Well I looked at the profile .... Thats all we have to go by...


----------



## bbdane12 (Mar 31, 2008)

So I watched the first episode... It was pretty good. I think a lot of the groomers seemed realistic. Some seemed to really be trying to act over the top, but it was pretty entertaining. I'll tune in again...


----------



## JackiesZoo (Jan 25, 2008)

I watched the first episode also. I enjoyed it and will be watching it again. I was floored by the lady that was able to guess all nine breeds blindfolded. Some are easier to guess (like the pug) than others, (the Australian Cattle Dog). I'm looking forward to the next episode.


----------



## AnimalPlanetTV (Apr 3, 2008)

Canadian Dog said:


> Does anyone know if the OP is actually who they claim to be?

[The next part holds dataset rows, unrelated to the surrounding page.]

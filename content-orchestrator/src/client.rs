#![doc = "HTTP collaborators: the CLI's concrete optimizer, poster and scheduler clients."]
//
//! # Collaborator clients
//!
//! [`HttpCollaborators`] implements every collaborator trait from
//! [`content_orchestrator_core::contract`] by POSTing the request as JSON to the configured
//! endpoint and decoding the JSON response.
//!
//! - A non-success HTTP status is a collaborator error carrying status and body.
//! - When an API key is configured it is sent as a bearer token on every request.
//! - Timeouts here are transport-level; the orchestrator applies its own per-call bounds on top.

use std::sync::Arc;
use std::time::Duration;

use async_trait::async_trait;
use content_orchestrator_core::contract::{
    AdGenerator, AdRequest, MultiPlatformPoster, PlatformPostOutcome, PostRequest,
    ScheduleReceipt, ScheduleRequest, Scheduler, ThumbnailGenerator, ThumbnailRequest,
    ViralOptimizer, ViralRequest,
};
use content_orchestrator_core::error::CollaboratorError;
use content_orchestrator_core::model::{GeneratedAd, GeneratedThumbnail, ViralAnalysis};
use content_orchestrator_core::Collaborators;
use serde::de::DeserializeOwned;
use serde::Serialize;

use crate::load_config::CollaboratorEndpoints;

pub struct HttpCollaborators {
    http: reqwest::Client,
    endpoints: CollaboratorEndpoints,
    api_key: Option<String>,
}

impl HttpCollaborators {
    pub fn new(
        endpoints: CollaboratorEndpoints,
        api_key: Option<String>,
    ) -> Result<Self, CollaboratorError> {
        let http = reqwest::Client::builder()
            .timeout(Duration::from_secs(endpoints.request_timeout_secs))
            .build()
            .map_err(|e| {
                tracing::error!(error = ?e, "Failed to build HTTP client");
                e
            })?;
        tracing::info!(
            api_key_set = api_key.is_some(),
            timeout_secs = endpoints.request_timeout_secs,
            "Initialized HttpCollaborators"
        );
        Ok(HttpCollaborators {
            http,
            endpoints,
            api_key,
        })
    }

    /// Shares one client across all five collaborator slots.
    pub fn into_collaborators(self) -> Collaborators {
        let shared = Arc::new(self);
        Collaborators {
            viral: shared.clone(),
            thumbnails: shared.clone(),
            ads: shared.clone(),
            poster: shared.clone(),
            scheduler: shared,
        }
    }

    async fn post_json<B, R>(
        &self,
        collaborator: &'static str,
        url: &str,
        body: &B,
    ) -> Result<R, CollaboratorError>
    where
        B: Serialize + Sync,
        R: DeserializeOwned,
    {
        tracing::debug!(collaborator, url, "Calling collaborator");
        let mut request = self.http.post(url).json(body);
        if let Some(key) = &self.api_key {
            request = request.bearer_auth(key);
        }

        let response = request.send().await.map_err(|e| {
            tracing::error!(collaborator, error = ?e, "Collaborator request failed");
            e
        })?;

        let status = response.status();
        if !status.is_success() {
            let text = response.text().await.unwrap_or_default();
            tracing::error!(collaborator, %status, body = %text, "Collaborator returned an error status");
            return Err(format!("{collaborator} returned {status}: {text}").into());
        }

        let decoded = response.json::<R>().await.map_err(|e| {
            tracing::error!(collaborator, error = ?e, "Failed to decode collaborator response");
            e
        })?;
        tracing::info!(collaborator, "Collaborator call succeeded");
        Ok(decoded)
    }
}

#[async_trait]
impl ViralOptimizer for HttpCollaborators {
    async fn analyze(&self, req: ViralRequest) -> Result<ViralAnalysis, CollaboratorError> {
        self.post_json("viral", &self.endpoints.viral_url, &req).await
    }
}

#[async_trait]
impl ThumbnailGenerator for HttpCollaborators {
    async fn generate(
        &self,
        req: ThumbnailRequest,
    ) -> Result<GeneratedThumbnail, CollaboratorError> {
        self.post_json("thumbnail", &self.endpoints.thumbnail_url, &req)
            .await
    }
}

#[async_trait]
impl AdGenerator for HttpCollaborators {
    async fn generate(&self, req: AdRequest) -> Result<GeneratedAd, CollaboratorError> {
        self.post_json("ad", &self.endpoints.ad_url, &req).await
    }
}

#[async_trait]
impl MultiPlatformPoster for HttpCollaborators {
    async fn post(&self, req: PostRequest) -> Result<Vec<PlatformPostOutcome>, CollaboratorError> {
        self.post_json("poster", &self.endpoints.poster_url, &req).await
    }
}

#[async_trait]
impl Scheduler for HttpCollaborators {
    async fn schedule(&self, req: ScheduleRequest) -> Result<ScheduleReceipt, CollaboratorError> {
        self.post_json("scheduler", &self.endpoints.scheduler_url, &req)
            .await
    }
}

Thanks for tuning in guys, I wish we had a clip up earlier of the woman who was able to i.d. all breeds blindfolded...that was insane!!

What can I do to let you know I am who I claim to be?

Anyone can feel free to email me directly: [email protected]

Should I post a scan of my Discovery work ID? 

Here's a pic of my pup for starters...she's an albino aussie shepherd, rescued from an abused family. As you guys can probably tell, she's NOT professionally groomed hehe.

The pic is HUGE so I'll just post the link...
My baby


----------



## Durbkat (Jun 26, 2007)

You might want to remove your email as spammers and hackers will use your email address and hack into sites you are registered on and can spam alot. If you don't a moderator will.


----------



## animalcraker (Nov 9, 2006)

Having watched the show I have to say I was a bit dissapointed. However I'll probly still watch the show, only because there's dogs on it and I can't resist anything with dogs. 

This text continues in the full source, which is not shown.